Ma perché questa lotta continui e abbia successo, specialmente nei Paesi in cui alla donna è negato quasi tutto, persino il permesso a camminare da sola per la strada, è molto importante che essa possa usufruire del diritto al lavoro e raggiungere quindi una certa indipendenza economica. Questo la metterebbe al riparo dal “ricatto” dei mariti, della famiglia o della società stessa ed essere quindi in grado di portare avanti le proprie idee cercando di raggiungere più persone possibili di ogni ceto sociale. Pur in mezzo a mille difficoltà, queste donne hanno imparato a difendersi e il loro movimento è diventato ormai inarrestabile e, come è successo da noi, alla fine otterrà i giusti risultati.
* Non si ha la certezza della veridicità sia dell’episodio che della data e neppure dell’esistenza della ditta Cotton dove si dice lavorassero le operaie decedute. Ci fu invece un incendio sempre a New York, ma in data 25 Marzo 1911, nei capannoni della ditta Triangle e nella quale perirono 146 operaie
Scritto da paolacon
AGORÀ
Gentili Signori,
come sempre l’ignoranza dimostra ancora oggi essere il nemico piu’ grande dell’umanita’.
Una delle sue manifestazioni piu’ crudeli ed orribile di questo “cancro sociale” e’ l’ingiustizia morale, sociale, politica ed economica che vengono inflitte ancor oggi alle donne da leggi, mentalita’, cultura promulgate con egoistica, limiatata attitudine verso le donne.
In una piccola piazza della citta’ di Milano un monumento a piccoli martiri e’ scritto a caratteri cubitali:
…E VI AVEVO DETTO DI AMARVI COME FRATELLI…
Quando faremo nostro il significato non lo so; di certo la soluzione esite per l’uguaglianza fra uomini e donne se, in linea di massima, i legislatori ne prendono atto.
Cordiali saluti, Paul
Commenti abilitati
Convengo con Marc52 quando dice che il volontariato discende dall’attivismo, in quanto senza il secondo non esisterebbe il primo… anche se strettamente collegati.
Ma una persona alla quale viene l’idea di fare un qualcosa in modo volontario per l’altro e poi si attiva in questo senso… a che livello appartiene? è un attivista o un volontario?
A questo punto sorge il famoso quesito: è nato prima l’uovo o la gallina?
Per trovare un machismo becero e squadrista ,non c’è bisogno di andare in paesi africani o asiatici , basta restare a casa nostra e leggere quello che “italiani”(sic!) ,hanno scritto sul web nei confronti del Presidente Boldrini.
Propongo un “volontariato” di territorio ,per il recupero di giovani obnubilati dalle sconcezze quotidiane , dal turpiloquio istituzionalizzato e dalla totale mancanza di buona educazione.

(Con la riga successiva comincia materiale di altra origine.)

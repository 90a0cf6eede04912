//! Polymarket Gamma API client (market discovery, read-only).

use async_trait::async_trait;
use reqwest::Client;
use std::time::Duration;
use tracing::debug;

use super::MarketFeed;
use crate::config::FeedConfig;
use crate::domain::{Event, Market};
use crate::error::{PolyagentError, Result};

#[derive(Clone)]
pub struct GammaClient {
    http: Client,
    base_url: String,
    page_limit: u32,
}

impl GammaClient {
    pub fn new(cfg: &FeedConfig) -> Result<Self> {
        let http = Client::builder()
            .user_agent("polyagent/0.1")
            .timeout(Duration::from_secs(cfg.timeout_secs))
            .build()
            .map_err(|e| {
                PolyagentError::Internal(format!("failed to build Gamma HTTP client: {e}"))
            })?;

        Ok(Self {
            http,
            base_url: cfg.base_url.trim_end_matches('/').to_string(),
            page_limit: cfg.page_limit,
        })
    }

    pub fn base_url(&self) -> &str {
        &self.base_url
    }

    async fn fetch_events(&self, query: &[(&str, String)]) -> Result<Vec<Event>> {
        let url = format!("{}/events", self.base_url);
        let events: Vec<Event> = self
            .http
            .get(&url)
            .query(query)
            .send()
            .await?
            .error_for_status()?
            .json()
            .await?;
        debug!("Gamma returned {} events", events.len());
        Ok(events)
    }

    async fn fetch_markets(&self, query: &[(&str, String)]) -> Result<Vec<Market>> {
        let url = format!("{}/markets", self.base_url);
        let markets: Vec<Market> = self
            .http
            .get(&url)
            .query(query)
            .send()
            .await?
            .error_for_status()?
            .json()
            .await?;
        debug!("Gamma returned {} markets", markets.len());
        Ok(markets)
    }
}

#[async_trait]
impl MarketFeed for GammaClient {
    async fn get_all_tradeable_events(&self) -> Result<Vec<Event>> {
        let events = self
            .fetch_events(&[
                ("active", "true".to_string()),
                ("closed", "false".to_string()),
                ("limit", self.page_limit.to_string()),
            ])
            .await?;
        Ok(filter_tradeable_events(events))
    }

    async fn get_all_events(&self, limit: u32) -> Result<Vec<Event>> {
        self.fetch_events(&[("limit", limit.to_string())]).await
    }

    async fn get_all_markets(&self, limit: u32) -> Result<Vec<Market>> {
        self.fetch_markets(&[("limit", limit.to_string())]).await
    }

    async fn get_trending_markets(&self, limit: u32) -> Result<Vec<Market>> {
        // Gamma caps per-request pages; fetch one page and rank locally.
        let markets = self
            .fetch_markets(&[
                ("active", "true".to_string()),
                ("closed", "false".to_string()),
                ("limit", self.page_limit.to_string()),
            ])
            .await?;
        Ok(rank_by_volume(markets, limit as usize))
    }
}

/// Keep only events open for trading. The API filter is advisory; stale
/// entries still come back flagged closed.
fn filter_tradeable_events(events: Vec<Event>) -> Vec<Event> {
    events.into_iter().filter(Event::is_tradeable).collect()
}

fn rank_by_volume(mut markets: Vec<Market>, limit: usize) -> Vec<Market> {
    markets.retain(Market::is_tradeable);
    markets.sort_by(|a, b| {
        b.volume_24hr
            .unwrap_or_default()
            .cmp(&a.volume_24hr.unwrap_or_default())
    });
    markets.truncate(limit);
    markets
}

#[cfg(test)]
mod tests {
    use super::*;
    use rust_decimal_macros::dec;
    use serde_json::json;

    fn market(id: &str, volume: &str, active: bool) -> Market {
        serde_json::from_value(json!({
            "id": id,
            "question": format!("Q{id}"),
            "active": active,
            "closed": !active,
            "volume24hr": volume,
        }))
        .unwrap()
    }

    #[test]
    fn trending_ranks_by_volume_and_drops_closed() {
        let markets = vec![
            market("1", "10", true),
            market("2", "300", true),
            market("3", "9999", false),
            market("4", "50", true),
        ];

        let ranked = rank_by_volume(markets, 2);
        assert_eq!(ranked.len(), 2);
        assert_eq!(ranked[0].id.as_deref(), Some("2"));
        assert_eq!(ranked[0].volume_24hr, Some(dec!(300)));
        assert_eq!(ranked[1].id.as_deref(), Some("4"));
    }

    #[test]
    fn tradeable_filter_drops_closed_events() {
        let events: Vec<Event> = serde_json::from_value(json!([
            {"id": "1", "active": true, "closed": false},
            {"id": "2", "active": true, "closed": true},
            {"id": "3", "active": false, "closed": false},
        ]))
        .unwrap();

        let open = filter_tradeable_events(events);
        assert_eq!(open.len(), 1);
        assert_eq!(open[0].id.as_deref(), Some("1"));
    }
}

Cactus, il tuo è un articolo molto bello è interessante( gli articoli di Titina e di Cactus sono sempre molto interessanti). Trovo delle analogie con i diritti delle donne e il volontariato, ma… in senso lato. Molto spesso dall’attivismo vedi fatti di New York, alcune donne che si misero a capo dello sciopero erano delle attiviste! Presero loro le iniziative, le altre, come volontarie (di loro volontà le seguirono). Il volontariato tout court ha alle spalle in primis, dell’attivismo che si trasforma in organizzazione, seguito da delle pedine di volontariato che silenziosamente, in accordo con i principi dell’organizzazione si muove senza chiedere nulla, ma… dando soltanto. Indubbiamente le organizzazioni ”femministe” si sono moltiplicate, si sono rafforzate, combattono, ed hanno avuto anche grosse vittorie e riconoscimenti. Si scontrano molto spesso con religione, mentalità, ignoranze maschiliste. Molto è stato fatto a livello sociale, ma… molto rimane da fare a livello personale, famigliare, anche qui in occidente, non solo in Africa.
Una bellissima ricerca di Cactus. Evviva le donne!